Similar species: Missouri has a number of large wasps that can be confusing until you look carefully at their markings.
- The most similar common Missouri wasp is the eastern stizus (Stizus brevipennis). It looks almost exactly like an eastern cicada-killer wasp. But look closely at the yellow markings: in the eastern stizus, the yellow abdominal marks are smooth-edged, while on the cicada-killer, ornate black hook-shaped edges intrude into the yellow. Also, the color patterns on two of the thorax segments are different: in the eastern stizus, the scutellum and postscutellum plates (compare pictures of the thorax, and you'll see which plates these are) have a distinct pattern of yellow marks, while those plates on the cicada-killer have a plainer, rust-colored patch. Finally, the eastern stizus provisions its nests with katydids, not cicadas.
- The European wasp or giant hornet (Vespa crabro), introduced from Europe, is also present in Missouri. Its large, springtime queens can be nearly 1½ inches long and its workers about ¾ inch long. They are social wasps that build big round, papery nests something like those of bald-faced hornets; the nests of European hornets are typically built in dark hollow locations such as hollow tree trunks, but not underground. Being a large wasp, the European wasp is sometimes confused with the much-hyped, introduced northern giant hornet (a.k.a. Asian giant hornet or "murder wasp," Vespa mandarinia), which is not present in Missouri: in North America, that species has been found only in the Pacific Northwest.
Length: can exceed 1½ inches.
Habitat and Conservation
Female cicada-killers dig nest tunnels in open areas such as lawns and pastures, usually in aggregations. Loose, workable soils are preferred. A mound of excavated soil at the tunnel entrance is often conspicuous. These mounds often have a shallow furrow leading to the tunnel entrance, as if a person had made the furrow by dragging a thumb across the soil.
As adults, female cicada-killers may live for a month and produce tunnels four or more feet long in a single nest. Although nests are not particularly deep, nine or ten cells per nest is not unusual.
To provide food for the young, female eastern cicada-killer wasps hunt annual (dog day) cicadas (Neotibicen spp.), using their stings to paralyze them, then stock their nests with one or two cicadas per cell. Cicada-killer larvae feed on the cicadas.
Adult cicada-killers feed on nectar and other sweet plant juices.
Not harmful to humans. Only the females possess stingers, and they reserve these for use in subduing prey (cicadas). It is possible that a female eastern cicada-killer wasp could sting a person, but only if she is handled roughly. Persons allergic to wasp stings should stay away from all wasps.
Males can seem threatening as they jealously patrol their territories, chasing away other males and even other kinds of insects that flutter into the area. But they lack stings entirely and are completely harmless.

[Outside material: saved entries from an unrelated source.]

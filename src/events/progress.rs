use std::fmt;

/// Подпись вместо оставшегося/общего времени в режиме без ограничения повторов
pub const UNBOUNDED_LABEL: &str = "Бесконечный цикл";

/// Перевести секунды в строку `HH:MM:SS`.
///
/// Округление до целых секунд к ближайшему чётному при .5, часы не
/// сворачиваются по модулю 24.
pub fn convert_seconds_to_hms(seconds: f64) -> String {
    let total = seconds.max(0.0).round_ties_even() as u64;
    let (minutes, secs) = (total / 60, total % 60);
    let (hours, minutes) = (minutes / 60, minutes % 60);
    format!("{:02}:{:02}:{:02}", hours, minutes, secs)
}

/// Строка таблицы прогресса: всё выводится из `completed * interval`
#[derive(Debug, Clone, Copy, PartialEq)]
pub struct ProgressRow {
    pub completed: u64,
    pub elapsed_secs: f64,
    /// `None` в режиме без ограничения повторов
    pub remaining_secs: Option<f64>,
    pub total_secs: Option<f64>,
}

impl ProgressRow {
    /// Строка, с которой таблица начинается до первого запуска
    pub fn initial() -> Self {
        Self {
            completed: 0,
            elapsed_secs: 0.0,
            remaining_secs: Some(0.0),
            total_secs: Some(0.0),
        }
    }

    pub fn compute(completed: u64, interval: f64, counts: Option<u64>) -> Self {
        let elapsed_secs = completed as f64 * interval;
        let (remaining_secs, total_secs) = match counts {
            Some(counts) => (
                Some(counts.saturating_sub(completed) as f64 * interval),
                Some(counts as f64 * interval),
            ),
            None => (None, None),
        };

        Self {
            completed,
            elapsed_secs,
            remaining_secs,
            total_secs,
        }
    }

    pub fn elapsed(&self) -> String {
        convert_seconds_to_hms(self.elapsed_secs)
    }

    pub fn remaining(&self) -> String {
        self.remaining_secs
            .map(convert_seconds_to_hms)
            .unwrap_or_else(|| UNBOUNDED_LABEL.to_string())
    }

    pub fn total(&self) -> String {
        self.total_secs
            .map(convert_seconds_to_hms)
            .unwrap_or_else(|| UNBOUNDED_LABEL.to_string())
    }
}

/// Чем закончился запуск
#[derive(Debug, Clone, PartialEq, Eq)]
pub enum RunOutcome {
    /// Выполнено заданное число повторов
    Completed,
    /// Остановлено пользователем
    Stopped,
    /// Инъекция клавиш завершилась ошибкой
    Failed(String),
}

impl fmt::Display for RunOutcome {
    fn fmt(&self, f: &mut fmt::Formatter<'_>) -> fmt::Result {
        match self {
            RunOutcome::Completed => write!(f, "Выполнено"),
            RunOutcome::Stopped => write!(f, "Остановлено"),
            RunOutcome::Failed(reason) => write!(f, "Ошибка: {}", reason),
        }
    }
}

/// Сообщения от рабочего потока к интерфейсу
#[derive(Debug, Clone, PartialEq)]
pub enum WorkerEvent {
    Started,
    Progress(ProgressRow),
    Finished { outcome: RunOutcome, completed: u64 },
}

Males usually emerge before females and begin establishing territories about the same time dog-day cicadas emerge and start singing, in midsummer. Females emerge and dig nest tunnels; then they hunt, sting, and paralyze cicadas, transport them to the nest, drag them inside, and lay an egg on them. The larvae hatch in a few days and start eating the cicadas. Within a month, they finish growing, form a protective cocoon, and overwinter. In spring they pupate for about a month, then emerge as adults.
Sometimes the tunneling of this species disfigures lawns; the flip side is that it aerates the soil and helps rainwater to soak in. This species also provides us with drama: A mama cicada-killer gliding with, then dragging, a huge, immobilized cicada to her nest is truly an impressive spectacle.
Although they prey on cicadas, cicada-killer wasps are themselves preyed upon by a group of wasps called velvet ants. The female velvet ant sneaks into the cicada-killer’s tunnel and lays an egg in a nest cell. The cicada-killer larva eats its cicada and grows; when it pupates, the velvet ant larva eats the pupa.
Behaviorally, there's usually a big difference between social bees and wasps and solitary ones. For example, social wasps, such as yellowjackets, are quite willing to sacrifice themselves to attack intruders if they feel their communal nest (including all their sisters, eggs, and young) is endangered. But a solitary wasp, like the cicada-killer, has little incentive to endanger herself in such attacks, because if she dies in the attempt, there are no sisters to keep her nest going.